Jul 11, 2024

Launching Col·lectivaT Tech Lab


At Col·lectivaT, we are passionate about exploring new ideas, especially when it comes to language technology. Artificial Intelligence (AI) offers infinite possibilities, and since our inception, we have focused on how recent technologies can empower the marginalized instead of exacerbating their position. Our work has spanned various languages, including Catalan, Tamazight, Judeo-Spanish, Aranese, and Galician, producing pioneering projects like Catotron, automatic content readers, and multilingual message dissemination during the COVID-19 pandemic. Our ongoing journey continues to evolve, driving us toward new horizons. That’s why we’ve decided to share our vision, findings and prototypes on language technology, from now on with the wider community under the banner of Col·lectivaT Tech Lab.

Under this name, we will share our experiments and comments on the latest advancements in the field of language technology and also make visible the work we develop with the professionals and initiatives we collaborate with. Col·lectivaT Tech Lab represents our experimental side and the network we are connected to beyond our client and collaborator base.

This connection with the technological community, together with the significant influence of AI advancements, helps us formulate new projects and build fruitful relationships with initiatives, companies, universities, and language activists from around the world. These alliances are based on the shared vision of a technology that serves people, communities, languages, and cultures, and flourishes freely in a rapidly digitizing world.

A summary of the work of Col·lectivaT’s technology axis

As we’re preparing our first publication about the promises of large language models in education, we want to highlight what Col·lectivaT Tech does and our alignment with AI and ethical practices. We are excited about AI’s potential to automate work for welfare, democratize access to information, and bridge the digital divide for marginalized communities. But at the same time, we are well aware of the ethical pitfalls and stand against closed practices that exploit others’ work without permission. One of the dangers AI poses is how it follows the global trend in prioritizing certain languages and leaving behind many. This digital disparity can further entrench linguistic hierarchies, marginalizing already vulnerable language communities.

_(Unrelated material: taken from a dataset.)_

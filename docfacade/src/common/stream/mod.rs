mod document_cursor;

pub use document_cursor::*;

At Col·lectivaT, we work diligently to bridge this gap by promoting the digitalization and technological advancement of all languages, ensuring that no language is left behind in the digital age. Our commitment is evident in our efforts to create and support open-source language technology. In this blogpost, we highlight a few selected projects from our portfolio.

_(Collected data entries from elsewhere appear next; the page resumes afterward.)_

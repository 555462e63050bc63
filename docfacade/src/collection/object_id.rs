use crate::errors::{ErrorKind, FacadeError, FacadeResult};
use chrono::{DateTime, TimeZone, Utc};
use once_cell::sync::Lazy;
use rand::rngs::OsRng;
use rand::Rng;
use std::fmt::{Debug, Display, Write};
use std::str::FromStr;
use std::sync::atomic::{AtomicU32, Ordering};

/// Random bytes chosen once per process, shared by every generated id.
static PROCESS_UNIQUE: Lazy<[u8; 5]> = Lazy::new(|| OsRng.gen::<[u8; 5]>());

static COUNTER: Lazy<AtomicU32> = Lazy::new(|| AtomicU32::new(OsRng.gen_range(0..0x00FF_FFFF)));

/// Number of hexadecimal characters in the string form of an id.
pub const OBJECT_ID_HEX_LEN: usize = 24;

/// The native identifier of the document store.
///
/// Twelve bytes laid out as:
///
/// * 4 bytes: seconds since the Unix epoch, big-endian
/// * 5 bytes: random value unique to this process
/// * 3 bytes: incrementing counter, big-endian, seeded randomly
///
/// Ids generated by one process therefore sort by creation time. The string
/// form is 24 lower-case hexadecimal characters; [ObjectId::parse_str] is the
/// only way to build an id from text and rejects anything else.
#[derive(PartialEq, Eq, Ord, PartialOrd, Hash, Clone, Copy)]
#[cfg_attr(feature = "serde", derive(serde::Serialize, serde::Deserialize))]
pub struct ObjectId {
    bytes: [u8; 12],
}

impl ObjectId {
    /// Generates a new id from the current time.
    pub fn new() -> Self {
        let seconds = Utc::now().timestamp().clamp(0, u32::MAX as i64) as u32;
        let counter = COUNTER.fetch_add(1, Ordering::SeqCst) & 0x00FF_FFFF;

        let mut bytes = [0u8; 12];
        bytes[0..4].copy_from_slice(&seconds.to_be_bytes());
        bytes[4..9].copy_from_slice(&*PROCESS_UNIQUE);
        bytes[9..12].copy_from_slice(&counter.to_be_bytes()[1..4]);
        ObjectId { bytes }
    }

    pub fn from_bytes(bytes: [u8; 12]) -> Self {
        ObjectId { bytes }
    }

    /// Parses the 24-character hexadecimal form of an id.
    ///
    /// # Errors
    ///
    /// Fails with [ErrorKind::InvalidIdentifier] when `value` is not exactly
    /// 24 hexadecimal characters.
    pub fn parse_str(value: &str) -> FacadeResult<ObjectId> {
        if value.len() != OBJECT_ID_HEX_LEN || !value.bytes().all(|b| b.is_ascii_hexdigit()) {
            log::error!("Invalid object id {:?}", value);
            return Err(FacadeError::new(
                &format!("'{}' is not a valid object id: expected {} hex characters", value, OBJECT_ID_HEX_LEN),
                ErrorKind::InvalidIdentifier,
            ));
        }

        let mut bytes = [0u8; 12];
        for (i, byte) in bytes.iter_mut().enumerate() {
            *byte = u8::from_str_radix(&value[i * 2..i * 2 + 2], 16).map_err(|err| {
                log::error!("Invalid object id {:?}: {}", value, err);
                FacadeError::new(
                    &format!("'{}' is not a valid object id: {}", value, err),
                    ErrorKind::InvalidIdentifier,
                )
            })?;
        }
        Ok(ObjectId { bytes })
    }

    pub fn bytes(&self) -> [u8; 12] {
        self.bytes
    }

    /// Creation time encoded in the id.
    pub fn timestamp(&self) -> DateTime<Utc> {
        let seconds = u32::from_be_bytes([self.bytes[0], self.bytes[1], self.bytes[2], self.bytes[3]]);
        Utc.timestamp_opt(seconds as i64, 0)
            .single()
            .unwrap_or_default()
    }

    /// Lower-case hexadecimal form.
    pub fn to_hex(&self) -> String {
        let mut hex = String::with_capacity(OBJECT_ID_HEX_LEN);
        for byte in self.bytes.iter() {
            let _ = write!(hex, "{:02x}", byte);
        }
        hex
    }
}

impl Default for ObjectId {
    fn default() -> Self {
        ObjectId::new()
    }
}

impl FromStr for ObjectId {
    type Err = FacadeError;

    fn from_str(s: &str) -> Result<Self, Self::Err> {
        ObjectId::parse_str(s)
    }
}

impl Debug for ObjectId {
    fn fmt(&self, f: &mut std::fmt::Formatter<'_>) -> std::fmt::Result {
        write!(f, "ObjectId({})", self.to_hex())
    }
}

impl Display for ObjectId {
    fn fmt(&self, f: &mut std::fmt::Formatter<'_>) -> std::fmt::Result {
        write!(f, "{}", self.to_hex())
    }
}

Catalan’s Digital Evolution

Since Col·lectivaT’s inception in 2017, we have seen the promises that AI entails and have acted to make language technology more inclusive and just, starting with our adopted language, Catalan. In 2018, we created the first large multi-speaker speech dataset for Catalan and then extended it to obtain a total of 560 hours of data. It was a privilege to see how Catalan has come a long way since then in the Mozilla-initiated Common Voice initiative thanks to immense participation from a nation that puts their language first.

Logo of Catotron, the first modern open source text to speech system for Catalan Thanks to open academic work and support from the Department of Culture of Catalonia, we were able to create the first modern text-to-speech application Catotron in 2019, with other commercial and open-source alternatives emerging today. One of our latest Lab initiative involves the automatic web content reader enVeu, which you can see at the top of the Catalan version of this article.

Especially for marginalized languages, private initiatives or even academia alone are not enough to build a solid technological foundation for their full incorporation into the digital world. We believe that open-source and public initiatives are essential for creating sovereign solutions, as demonstrated by projects like Bhashini from India, Proyecto Ilenia, and AINA. However, it is crucial for these initiatives to avoid monopolizing the narrative and instead support a diverse ecosystem of researchers, technology producers, grassroots community groups, and language activists.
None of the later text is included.